CAITY: ‘Learning/Unlearning’ was just me trying to tell myself not to have regrets about the past – a self-help song! I think a lot of women especially can look back and see that the way they thought about themselves and allowed themselves to be treated was ill advised and damaging, and it’s hard sometimes not to see that as wasted time. There’s a lot of bad ideas we internalise that take a lifetime to unlearn, so it’s really about going easy on yourself and allowing for the fact that you have to go through things to learn from them.

I also really love the piano, drums and bass combo in song ‘Jewels’; how did that song get started?

CAITY: ‘Jewels’ started with just the piano and vocals, which Nat and Anetta then added their parts to. We had a song on our last album that was just piano, bass and drums that we really liked so I suppose we were going for something similarly simple, but then we ended up adding lots of different vocal layers to the second part in the recording and it became a bit of a different beast. We really like this song though, possibly because it’s the newest and we’re not sick of it yet. We actually only had a chance to play it live once before all our shows got cancelled!

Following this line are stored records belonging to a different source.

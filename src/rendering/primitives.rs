// src/rendering/primitives.rs

use crate::utils::linalg::{cylinder_transform, translation_matrix};
use nalgebra::{Matrix4, Vector3};
use serde::{Deserialize, Serialize};

/// 8-bit RGB. Packs as 0xRRGGBB (red high, blue low).
#[derive(Clone, Copy, Debug, PartialEq, Eq, Hash, Serialize, Deserialize)]
pub struct Color {
    pub r: u8,
    pub g: u8,
    pub b: u8,
}

impl Color {
    pub const fn new(r: u8, g: u8, b: u8) -> Self {
        Self { r, g, b }
    }

    pub const fn from_packed(hex: u32) -> Self {
        Self {
            r: ((hex >> 16) & 0xff) as u8,
            g: ((hex >> 8) & 0xff) as u8,
            b: (hex & 0xff) as u8,
        }
    }

    pub const fn packed(self) -> u32 {
        ((self.r as u32) << 16) | ((self.g as u32) << 8) | self.b as u32
    }

    /// HSV in [0, 1] -> RGB, each channel truncated to 0..=255.
    pub fn from_hsv(h: f64, s: f64, v: f64) -> Self {
        let (r, g, b) = if s == 0.0 {
            (v, v, v)
        } else {
            let h6 = h.rem_euclid(1.0) * 6.0;
            let i = h6.floor();
            let f = h6 - i;
            let p = v * (1.0 - s);
            let q = v * (1.0 - s * f);
            let t = v * (1.0 - s * (1.0 - f));
            match i as u8 % 6 {
                0 => (v, t, p),
                1 => (q, v, p),
                2 => (p, v, t),
                3 => (p, q, v),
                4 => (t, p, v),
                _ => (v, p, q),
            }
        };
        let ch = |x: f64| (x.clamp(0.0, 1.0) * 255.0) as u8;
        Self::new(ch(r), ch(g), ch(b))
    }
}

// --- Fixed palette ---
pub const CELL_COLOR: Color = Color::from_packed(0x888888);
pub const CENTER_COLOR: Color = Color::from_packed(0x00ffff);
pub const OXYGEN_COLOR: Color = Color::from_packed(0xff0000);
pub const HYDROGEN_COLOR: Color = Color::from_packed(0x00ffff);
pub const COVALENT_BOND_COLOR: Color = Color::from_packed(0xffffff);
pub const HYDROGEN_BOND_COLOR: Color = Color::from_packed(0xffff00);

/// Named groups of scene nodes. The name is the first path segment.
#[derive(Clone, Copy, Debug, PartialEq, Eq, Hash)]
pub enum Layer {
    Cell,
    Centers,
    Water,
    HydrogenBonds,
    Guests,
}

impl Layer {
    pub fn name(self) -> &'static str {
        match self {
            Layer::Cell => "cell",
            Layer::Centers => "com",
            Layer::Water => "water",
            Layer::HydrogenBonds => "HB",
            Layer::Guests => "guest",
        }
    }

    /// Scene path of a node in this layer, e.g. `water/O3`.
    pub fn path(self, label: &str) -> String {
        format!("{}/{}", self.name(), label)
    }
}

// --- Scene objects (what the sink receives) ---

#[derive(Clone, Debug, PartialEq, Serialize, Deserialize)]
#[serde(tag = "type", rename_all = "lowercase")]
pub enum Geometry {
    Sphere { radius: f64 },
    /// Centred at the origin, axis along +y
    Cylinder { height: f64, radius: f64 },
}

/// Lambert material; the only property is its color.
#[derive(Clone, Copy, Debug, PartialEq, Serialize, Deserialize)]
pub struct Material {
    #[serde(with = "packed_color")]
    pub color: Color,
}

#[derive(Clone, Debug, PartialEq, Serialize, Deserialize)]
pub struct SceneObject {
    pub geometry: Geometry,
    pub material: Material,
}

mod packed_color {
    use super::Color;
    use serde::{Deserialize, Deserializer, Serializer};

    pub fn serialize<S: Serializer>(c: &Color, s: S) -> Result<S::Ok, S::Error> {
        s.serialize_u32(c.packed())
    }

    pub fn deserialize<'de, D: Deserializer<'de>>(d: D) -> Result<Color, D::Error> {
        u32::deserialize(d).map(Color::from_packed)
    }
}

// --- Primitives ---

#[derive(Clone, Debug, PartialEq)]
pub struct SpherePrimitive {
    pub label: String,
    pub center: Vector3<f64>,
    pub radius: f64,
    pub color: Color,
}

impl SpherePrimitive {
    pub fn new(label: String, center: Vector3<f64>, radius: f64, color: Color) -> Self {
        Self {
            label,
            center,
            radius,
            color,
        }
    }

    pub fn object(&self) -> SceneObject {
        SceneObject {
            geometry: Geometry::Sphere {
                radius: self.radius,
            },
            material: Material { color: self.color },
        }
    }

    pub fn transform(&self) -> Matrix4<f64> {
        translation_matrix(self.center)
    }
}

/// Bond from `start` to `start + direction`.
#[derive(Clone, Debug, PartialEq)]
pub struct CylinderPrimitive {
    pub label: String,
    pub start: Vector3<f64>,
    pub direction: Vector3<f64>,
    pub radius: f64,
    pub color: Color,
}

impl CylinderPrimitive {
    pub fn new(
        label: String,
        start: Vector3<f64>,
        direction: Vector3<f64>,
        radius: f64,
        color: Color,
    ) -> Self {
        Self {
            label,
            start,
            direction,
            radius,
            color,
        }
    }

    pub fn length(&self) -> f64 {
        self.direction.norm()
    }

    pub fn end(&self) -> Vector3<f64> {
        self.start + self.direction
    }

    pub fn object(&self) -> SceneObject {
        SceneObject {
            geometry: Geometry::Cylinder {
                height: self.length(),
                radius: self.radius,
            },
            material: Material { color: self.color },
        }
    }

    pub fn transform(&self) -> Matrix4<f64> {
        cylinder_transform(self.start, self.direction)
    }
}

#[derive(Clone, Debug, PartialEq)]
pub enum Primitive {
    Sphere(SpherePrimitive),
    Cylinder(CylinderPrimitive),
}

impl Primitive {
    pub fn label(&self) -> &str {
        match self {
            Primitive::Sphere(s) => &s.label,
            Primitive::Cylinder(c) => &c.label,
        }
    }

    pub fn object(&self) -> SceneObject {
        match self {
            Primitive::Sphere(s) => s.object(),
            Primitive::Cylinder(c) => c.object(),
        }
    }

    pub fn transform(&self) -> Matrix4<f64> {
        match self {
            Primitive::Sphere(s) => s.transform(),
            Primitive::Cylinder(c) => c.transform(),
        }
    }
}

impl From<SpherePrimitive> for Primitive {
    fn from(s: SpherePrimitive) -> Self {
        Primitive::Sphere(s)
    }
}

impl From<CylinderPrimitive> for Primitive {
    fn from(c: CylinderPrimitive) -> Self {
        Primitive::Cylinder(c)
    }
}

You recorded the record at Phaedra Studios, Nat recorded it; why did you decided to self-record? Can you tell us about the sessions? What were the best and most frustrating bits?

NAT: It sort of started off from a place of necessity, I’d dipped my toes into half recording us on our last EP, as the result of another tumultuous breakup leaving us without our usual recording engineer halfway through the recording process. I was a bit hesitant at first that I’d be able to do it but Caitlin said I should and I just do what she says. (Caity’s edit: not true)

Having the space in the sessions just by ourselves was really amazing. There was no pressure to try and fit in with anyone else’s views or notions, we could just be ourselves and get down and do it. In the past we’ve maybe struggled with communicating what we want or how we feel, but I think that we’ve learnt and grown a lot over the years and there were only minimal tears this time – a record! I think the hardest part was just trying to keep up the confidence and objectivity that what we’d done sounded good, I guess the flip side to doing it ourselves is we then only had ourselves to look to. I just had a really fun time mixing it too, I learnt a lot and had a lot of space to experiment. I think there was only one thing in the end that we had to compromise on (too many delays in a chorus vs not enough!), and I’m real happy and content with how the album sounds as a whole.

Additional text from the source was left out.